AVAILABLE DATA:
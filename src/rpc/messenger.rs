use super::proto::messenger::{messenger_client::MessengerClient, SendMessageRequest};
use super::{authorized, MessageStore, NewMessage};
use crate::core::Error;
use async_trait::async_trait;
use time::OffsetDateTime;
use tonic::transport::Channel;

/// Client of `messenger.Messenger`
#[derive(Clone)]
pub struct GrpcMessengerClient {
    inner: MessengerClient<Channel>,
}

impl GrpcMessengerClient {
    pub fn new(channel: Channel) -> Self {
        Self {
            inner: MessengerClient::new(channel),
        }
    }
}

#[async_trait]
impl MessageStore for GrpcMessengerClient {
    async fn send_message(&self, msg: &NewMessage, token: &str) -> Result<String, Error> {
        let req = SendMessageRequest {
            sent_at: Some(timestamp(msg.sent_at)),
            text: msg.text.clone(),
            user_id: msg.user_id.to_string(),
            chat_id: msg.chat_id.to_string(),
        };
        let request = authorized(req, token)?;

        let rsp = self.inner.clone().send_message(request).await?.into_inner();
        if !rsp.success {
            return Err(Error::Rejected);
        }
        Ok(rsp.id)
    }
}

fn timestamp(dt: OffsetDateTime) -> prost_types::Timestamp {
    prost_types::Timestamp {
        seconds: dt.unix_timestamp(),
        nanos: dt.nanosecond() as i32,
    }
}

// ============================== // tests // ============================== //
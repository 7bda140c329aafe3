use super::proto::chat::{chat_service_client::ChatServiceClient, UserChatExistsRequest};
use super::{authorized, ChatAuthority};
use crate::core::Error;
use async_trait::async_trait;
use tonic::transport::Channel;
use uuid::Uuid;

/// Client of `chat.ChatService`
#[derive(Clone)]
pub struct GrpcChatClient {
    inner: ChatServiceClient<Channel>,
}

impl GrpcChatClient {
    pub fn new(channel: Channel) -> Self {
        Self {
            inner: ChatServiceClient::new(channel),
        }
    }
}

#[async_trait]
impl ChatAuthority for GrpcChatClient {
    async fn user_chat_exists(
        &self,
        user_id: Uuid,
        chat_id: Uuid,
        token: &str,
    ) -> Result<bool, Error> {
        let req = UserChatExistsRequest {
            user_id: user_id.to_string(),
            chat_id: chat_id.to_string(),
        };
        let request = authorized(req, token)?;

        let rsp = self.inner.clone().user_chat_exists(request).await?;
        Ok(rsp.into_inner().exists)
    }
}
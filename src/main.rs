use relay::{make_app, Config};
use std::net::SocketAddr;
use tokio::{net::TcpListener, signal};
use tracing_subscriber::{layer::SubscriberExt, util::SubscriberInitExt};

#[tokio::main]
async fn main() {
    // Read environment variables from '.env' if there is one
    dotenvy::dotenv().ok();

    // Initialize the logger
    tracing_subscriber::registry()
        .with(
            tracing_subscriber::EnvFilter::try_from_default_env()
                .unwrap_or_else(|_| "relay=debug,tower_http=debug".into()),
        )
        .with(tracing_subscriber::fmt::layer())
        .init();

    // Parse our configuration from the environment
    let config = Config::from_env();

    let addr: SocketAddr = config
        .server_addr
        .parse()
        .expect("Can not parse server address");
    tracing::info!("listening on {}", addr);

    let listener = TcpListener::bind(addr)
        .await
        .expect("failed to bind server address");
    let app = make_app(config)
        .await
        .expect("failed to create gRPC clients");

    axum::serve(listener, app)
        .with_graceful_shutdown(shutdown_signal())
        .await
        .expect("failed to start server");
}

async fn shutdown_signal() {
    let ctrl_c = async {
        signal::ctrl_c()
            .await
            .expect("failed to install Ctrl+C handler");
    };

    #[cfg(unix)]
    let terminate = async {
        signal::unix::signal(signal::unix::SignalKind::terminate())
            .expect("failed to install signal handler")
            .recv()
            .await;
    };

    #[cfg(not(unix))]
    let terminate = std::future::pending::<()>();

    tokio::select! {
        _ = ctrl_c => {},
        _ = terminate => {},
    }

    tracing::info!("signal received, starting graceful shutdown");
}
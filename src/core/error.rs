use axum::{
    extract::rejection::QueryRejection,
    http::StatusCode,
    response::{IntoResponse, Response},
};
use axum_extra::typed_header::TypedHeaderRejection;
use serde::Serialize;
use tokio::sync::mpsc;

/// A common error type that can be used throughout the App
#[derive(thiserror::Error, Debug)]
pub enum Error {
    // Validation
    #[error(transparent)]
    Validation(#[from] validator::ValidationErrors),
    #[error("Invalid chat ID")]
    InvalidChatId,

    // Authorization
    #[error("Token is expired")]
    ExpiredToken,
    #[error("Authentication required")]
    Unauthorized,
    #[error("User is not a participant of this chat")]
    NotParticipant,

    // NotFound
    #[error("Client not found")]
    ClientNotFound,
    #[error("Chat not found")]
    ChatNotFound,

    // State
    #[error("Client is not connected to any chat")]
    NotInRoom,
    #[error("Client is not connected to this chat")]
    NotConnected,

    // Dispatcher
    #[error("Unsupported message type: {0}")]
    UnsupportedType(String),

    // Upstream
    #[error("Upstream service error: {}", .0.message())]
    Upstream(#[from] tonic::Status),
    #[error("Upstream service rejected the message")]
    Rejected,

    // Transport
    #[error("Failed to send websocket message")]
    SendMessage,
    #[error("Failed to read websocket message")]
    ReadMessage,
    #[error("Malformed websocket message")]
    Protocol,

    // Internal
    #[error(transparent)]
    QueryRejection(#[from] QueryRejection),
    #[error(transparent)]
    TypedHeaderRejection(#[from] TypedHeaderRejection),
    #[error(transparent)]
    RpcTransport(#[from] tonic::transport::Error),
    #[error("Failed to serialize websocket message")]
    SerializeMessage,
}

/// Error categories reported back to the client
#[derive(Serialize, Debug, Clone, Copy, PartialEq, Eq)]
#[serde(rename_all = "snake_case")]
pub enum ErrorKind {
    Validation,
    Authorization,
    NotFound,
    State,
    Unsupported,
    Upstream,
    Transport,
    Internal,
}

// Convert mpsc send error to Error
impl<T> From<mpsc::error::SendError<T>> for Error {
    fn from(_: mpsc::error::SendError<T>) -> Self {
        Self::SendMessage
    }
}

impl From<serde_json::Error> for Error {
    fn from(_: serde_json::Error) -> Self {
        Self::SerializeMessage
    }
}

impl Error {
    pub fn kind(&self) -> ErrorKind {
        match self {
            Error::Validation(_) | Error::InvalidChatId => ErrorKind::Validation,
            Error::ExpiredToken | Error::Unauthorized | Error::NotParticipant => {
                ErrorKind::Authorization
            }
            Error::ClientNotFound | Error::ChatNotFound => ErrorKind::NotFound,
            Error::NotInRoom | Error::NotConnected => ErrorKind::State,
            Error::UnsupportedType(_) => ErrorKind::Unsupported,
            Error::Upstream(_) | Error::Rejected => ErrorKind::Upstream,
            Error::SendMessage | Error::ReadMessage | Error::Protocol => ErrorKind::Transport,
            Error::QueryRejection(_)
            | Error::TypedHeaderRejection(_)
            | Error::RpcTransport(_)
            | Error::SerializeMessage => ErrorKind::Internal,
        }
    }

    /// Whether the connection must be torn down after this error
    pub fn is_fatal(&self) -> bool {
        matches!(self.kind(), ErrorKind::Transport | ErrorKind::Internal)
    }

    pub fn into_error(self) -> (StatusCode, String) {
        let status = match self {
            // 401
            Error::ExpiredToken => StatusCode::UNAUTHORIZED,
            Error::Unauthorized => StatusCode::UNAUTHORIZED,
            Error::TypedHeaderRejection(_) => StatusCode::UNAUTHORIZED,
            // 403
            Error::NotParticipant => StatusCode::FORBIDDEN,
            // 422
            Error::QueryRejection(_) => StatusCode::UNPROCESSABLE_ENTITY,
            _ => {
                tracing::error!("{}", self.to_string());
                return (
                    StatusCode::INTERNAL_SERVER_ERROR,
                    "Server internal error".into(),
                );
            }
        };
        (status, self.to_string())
    }
}

// Axum allows you to return Error which impl IntoResponse
impl IntoResponse for Error {
    fn into_response(self) -> Response {
        self.into_error().into_response()
    }
}

// ============================== // tests // ============================== //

REQUIREMENT: Output exactly one stretch of the listing: from the line containing "Initialize the logger" through the line containing "axum::serve(listener, app)", both end lines included.

FINISHED TASK:
    // Initialize the logger
    tracing_subscriber::registry()
        .with(
            tracing_subscriber::EnvFilter::try_from_default_env()
                .unwrap_or_else(|_| "relay=debug,tower_http=debug".into()),
        )
        .with(tracing_subscriber::fmt::layer())
        .init();

    // Parse our configuration from the environment
    let config = Config::from_env();

    let addr: SocketAddr = config
        .server_addr
        .parse()
        .expect("Can not parse server address");
    tracing::info!("listening on {}", addr);

    let listener = TcpListener::bind(addr)
        .await
        .expect("failed to bind server address");
    let app = make_app(config)
        .await
        .expect("failed to create gRPC clients");

    axum::serve(listener, app)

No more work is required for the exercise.